The unconscious pattern recognition our brain is constantly performing is what leads to breakthrough moments—and you can train yourself to have more of them.

How Entrepreneurs Can Harness The Science Of Intuition To Make Smarter Decisions

[Photo: Giordano Cipriani/Getty Images]

BY Morgan Clendaniel6 minute read

Suzy Bátiz remembers the moment because of the chill she says it put in her body. “I felt with certainty that this was an idea that needed to be born,” she remembers.

It happened at a family gathering, her brother-in-law had wondered aloud at the table if there might be some way to trap toilet odor. Most of the other guests had politely ignored the musing, but in a flash Bátiz thought of aromatherapy oils.  It wasn’t the aromas, per se; it was the nature of the oil itself. “Oil floats on water, and I realized it could create a barrier that would trap the odor in,” she explained. “In that moment, I knew I had discovered the answer.”

She immediately responded that not only could it be done, but she would figure out how to do it. Her brother-in-law scoffed. By 2016, she would sell 22 million bottles of her odor trapping oil, which she calls Poo-Pourri.

Which Wich CEO Jeff Sinelli remembers his moment like a smack in the face. He was standing in a receiving line at a conference to meet one of his heroes, Container Store CEO Kip Tindell. Sinelli was wearing, as he always does, a polo shirt with a company logo.

When it was his turn, he pressed his business card into Tindle’s hand. “‘Some people want to make superior sandwiches. Some people want to make the world a better place. We want to do both,'” Tindle read off the card. “‘So, Jeff,'” Tindle asked Sinelli, “what are you doing to make the world better?'”

Sinelli didn’t have an answer because the statement was just a tagline. “There are a few defining moments in your life,” Sinelli says. “This was one. I said when I get back to Dallas, I’m going to make peanut butter and jelly sandwiches and give them out to the community.” This year, Sinelli says the company will give away its 1 millionth free sandwich. He says the program has given his company a purpose, and that has allowed Sinelli to stay energized through rapid growth. He says it keeps employees engaged in the often grinding work of making fast-food sandwiches. “I had been searching for 10 years until that moment pulled this purpose out of me.”

In interviewing more than a hundred entrepreneurs over the past two years, I’ve found the belief in aha moments like these to be nearly universal. They also tend to undergird the now famous “bias toward action” of Silicon Valley, in which an entrepreneur gets inspired then acts extremely quickly to bring an innovation to the world.

These moments occupy such an exalted position in the entrepreneurial mind-set. But is the perception of such moments a quirk of human psychology, an indulgence of our tendency to craft neat little stories when we look back on complex events? Or are these moments actually instructive in building a successful business? Do insights really appear in a flash, dependent on the lucky experience of stumbling on to the right question or problem, or do they incubate over time and only seem to pop into existence when they are ready?

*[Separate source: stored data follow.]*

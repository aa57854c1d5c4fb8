//! Background sync scheduler.
//!
//! Runs one cycle right away, then one per tick. A cycle walks every active
//! item in order and keeps retrying a failing item with exponential backoff
//! until it syncs or shutdown is requested. Cycles never overlap.

use std::time::Duration;

use backoff::{ExponentialBackoff, backoff::Backoff};
use tokio::time::MissedTickBehavior;
use tokio_util::sync::CancellationToken;
use tracing::{debug, error, info, warn};
use uuid::Uuid;

use crate::{Engine, EngineError, SyncError};

#[derive(Clone, Debug)]
pub struct SyncWorkerConfig {
    pub interval: Duration,
    pub min_backoff: Duration,
    pub max_backoff: Duration,
}

impl SyncWorkerConfig {
    pub fn new(interval: Duration) -> Self {
        Self {
            interval,
            ..Self::default()
        }
    }

    /// `min_backoff * 2^attempt`, capped at `max_backoff`, without jitter.
    pub fn retry_policy(&self) -> ExponentialBackoff {
        ExponentialBackoff {
            current_interval: self.min_backoff,
            initial_interval: self.min_backoff,
            randomization_factor: 0.0,
            multiplier: 2.0,
            max_interval: self.max_backoff,
            max_elapsed_time: None,
            ..ExponentialBackoff::default()
        }
    }
}

impl Default for SyncWorkerConfig {
    fn default() -> Self {
        Self {
            interval: Duration::from_secs(300),
            min_backoff: Duration::from_secs(1),
            max_backoff: Duration::from_secs(60),
        }
    }
}

#[derive(Clone, Copy, Debug, Default, PartialEq, Eq)]
pub struct CycleReport {
    pub succeeded: usize,
    pub failed: usize,
    pub total: usize,
}

#[derive(Debug)]
pub struct SyncWorker {
    engine: Engine,
    config: SyncWorkerConfig,
}

impl SyncWorker {
    pub fn new(engine: Engine, config: SyncWorkerConfig) -> Self {
        Self { engine, config }
    }

    /// Runs until `shutdown` is cancelled.
    pub async fn run(&self, shutdown: CancellationToken) {
        info!(interval = ?self.config.interval, "sync worker started");
        let mut ticker = tokio::time::interval(self.config.interval);
        ticker.set_missed_tick_behavior(MissedTickBehavior::Delay);

        loop {
            tokio::select! {
                () = shutdown.cancelled() => break,
                _ = ticker.tick() => {
                    self.run_cycle(&shutdown).await;
                }
            }
        }
        info!("sync worker stopped");
    }

    /// Syncs every active item once, retrying failures.
    pub async fn run_cycle(&self, shutdown: &CancellationToken) -> CycleReport {
        let items = match self.engine.active_items().await {
            Ok(items) => items,
            Err(err) => {
                error!(error = %err, "cannot load active items");
                return CycleReport::default();
            }
        };
        if items.is_empty() {
            debug!("no active items to sync");
            return CycleReport::default();
        }

        let mut report = CycleReport {
            total: items.len(),
            ..CycleReport::default()
        };
        for item in &items {
            if shutdown.is_cancelled() {
                break;
            }
            match self.sync_item_with_retry(item.id, shutdown).await {
                Ok(synced) => {
                    report.succeeded += 1;
                    debug!(item_id = %item.id, institution = %item.institution_name, synced, "item synced");
                }
                Err(err) => {
                    report.failed += 1;
                    error!(
                        item_id = %item.id,
                        institution = %item.institution_name,
                        error = %err,
                        "item sync abandoned"
                    );
                }
            }
        }

        info!(
            succeeded = report.succeeded,
            failed = report.failed,
            total = report.total,
            "sync cycle completed"
        );
        report
    }

    /// Retries the same item until it syncs or shutdown is requested, whatever
    /// the failure. A permanently broken item stalls the rest of the cycle.
    pub async fn sync_item_with_retry(
        &self,
        item_id: Uuid,
        shutdown: &CancellationToken,
    ) -> Result<usize, SyncError> {
        let mut policy = self.config.retry_policy();
        let mut attempt: u32 = 0;
        loop {
            if shutdown.is_cancelled() {
                return Err(EngineError::Cancelled.into());
            }
            let err = match self.engine.sync_item_transactions(item_id, shutdown).await {
                Ok(synced) => {
                    if attempt > 0 {
                        info!(item_id = %item_id, attempts = attempt + 1, "item synced after retries");
                    }
                    return Ok(synced);
                }
                Err(err) if err.is_cancelled() => return Err(err),
                Err(err) => err,
            };

            let delay = policy.next_backoff().unwrap_or(self.config.max_backoff);
            warn!(
                item_id = %item_id,
                attempt = attempt + 1,
                retry_in = ?delay,
                error = %err,
                "item sync failed, will retry"
            );
            tokio::select! {
                () = shutdown.cancelled() => return Err(EngineError::Cancelled.into()),
                () = tokio::time::sleep(delay) => {}
            }
            attempt += 1;
        }
    }
}

#[cfg(test)]
mod tests {
    use super::*;

    fn delays(config: &SyncWorkerConfig, n: usize) -> Vec<Duration> {
        let mut policy = config.retry_policy();
        (0..n).map(|_| policy.next_backoff().unwrap()).collect()
    }

    #[test]
    fn backoff_doubles_then_caps() {
        let got = delays(&SyncWorkerConfig::default(), 8);
        let secs: Vec<u64> = got.iter().map(Duration::as_secs).collect();
        assert_eq!(secs, vec![1, 2, 4, 8, 16, 32, 60, 60]);
    }

    #[test]
    fn backoff_honours_custom_bounds() {
        let config = SyncWorkerConfig {
            interval: Duration::from_secs(1),
            min_backoff: Duration::from_millis(10),
            max_backoff: Duration::from_millis(35),
        };
        let millis: Vec<u128> = delays(&config, 4).iter().map(Duration::as_millis).collect();
        assert_eq!(millis, vec![10, 20, 35, 35]);
    }
}
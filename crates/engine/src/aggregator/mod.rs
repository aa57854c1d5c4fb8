//! Bank-data aggregator seam.
//!
//! The engine never talks to a bank directly. Everything it knows about
//! accounts and transactions arrives through an [`Aggregator`], paged by an
//! opaque cursor.

use async_trait::async_trait;
use chrono::NaiveDate;
use thiserror::Error;

use crate::MoneyCents;

mod sandbox;

pub use sandbox::SandboxAggregator;

#[derive(Error, Debug, Clone, PartialEq, Eq)]
pub enum AggregatorError {
    #[error("invalid credential: {0}")]
    InvalidCredential(String),
    #[error("invalid cursor: {0}")]
    InvalidCursor(String),
    #[error("request failed: {0}")]
    Request(String),
}

/// Result of exchanging the public token handed out by the link flow.
#[derive(Clone, Debug, PartialEq, Eq)]
pub struct TokenExchange {
    pub access_token: String,
    pub item_external_id: String,
    pub institution_name: String,
}

#[derive(Clone, Debug, PartialEq, Eq)]
pub struct AggregatorAccount {
    pub external_id: String,
    pub name: String,
    /// Raw aggregator type, e.g. `depository` or `credit`.
    pub kind: String,
    pub subtype: Option<String>,
    pub mask: Option<String>,
    pub balance_current: MoneyCents,
    pub balance_available: Option<MoneyCents>,
}

#[derive(Clone, Debug, PartialEq, Eq)]
pub struct AggregatorTransaction {
    pub external_id: String,
    pub external_account_id: String,
    /// Positive is a debit, negative a credit.
    pub amount: MoneyCents,
    pub date: NaiveDate,
    pub name: String,
    pub merchant_name: Option<String>,
    pub source_categories: Vec<String>,
    pub pending: bool,
    pub payment_channel: Option<String>,
}

/// One page of the incremental transaction feed.
#[derive(Clone, Debug, Default, PartialEq, Eq)]
pub struct TransactionSyncPage {
    pub added: Vec<AggregatorTransaction>,
    pub modified: Vec<AggregatorTransaction>,
    /// External ids of removed transactions.
    pub removed: Vec<String>,
    pub next_cursor: String,
    pub has_more: bool,
}

#[async_trait]
pub trait Aggregator: Send + Sync {
    async fn exchange_public_token(&self, public_token: &str)
    -> Result<TokenExchange, AggregatorError>;

    async fn get_accounts(
        &self,
        access_token: &str,
    ) -> Result<Vec<AggregatorAccount>, AggregatorError>;

    /// Returns the page following `cursor`. An empty cursor starts from the
    /// beginning of the feed.
    async fn sync_transactions(
        &self,
        access_token: &str,
        cursor: &str,
    ) -> Result<TransactionSyncPage, AggregatorError>;

    /// Asks the aggregator to look for new transactions at the institution.
    async fn refresh_transactions(&self, access_token: &str) -> Result<(), AggregatorError>;
}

My conversation with Bátiz, the odor entrepreneur, helped me connect the dots that provide an answer. At the time of her discovery, Bátiz had already experienced several major entrepreneurial failures, one which had led to bankruptcy. She had promised never to take a business risk again. But she says: “I had an experience in my body where I felt I had to do this. There was no question.”

Ongoing research attempting to demystify human intuition explains a lot about what Bátiz was experiencing. And it provides a major clue as to what these aha moments are all about.

Psychological researchers point out that our brains take in and process an enormous amount of data from the environment. The vast majority of it is hidden from our conscious view, but is still very present in our brains and constantly being processed in the background. When thinking entrepreneurially, our brains process this data in search of pattern recognition. Three or four well-known pieces of information are combined to create something new. When we use analysis, we’re applying pattern recognition to the information in our conscious awareness. “Intuition” is what we call pattern recognition applied to a much larger reservoir of information in our subconscious. It is often experienced as a flash of knowing, and it is often transmitted to our conscious attention through older parts of our brains, specifically through emotion and bodily sensation.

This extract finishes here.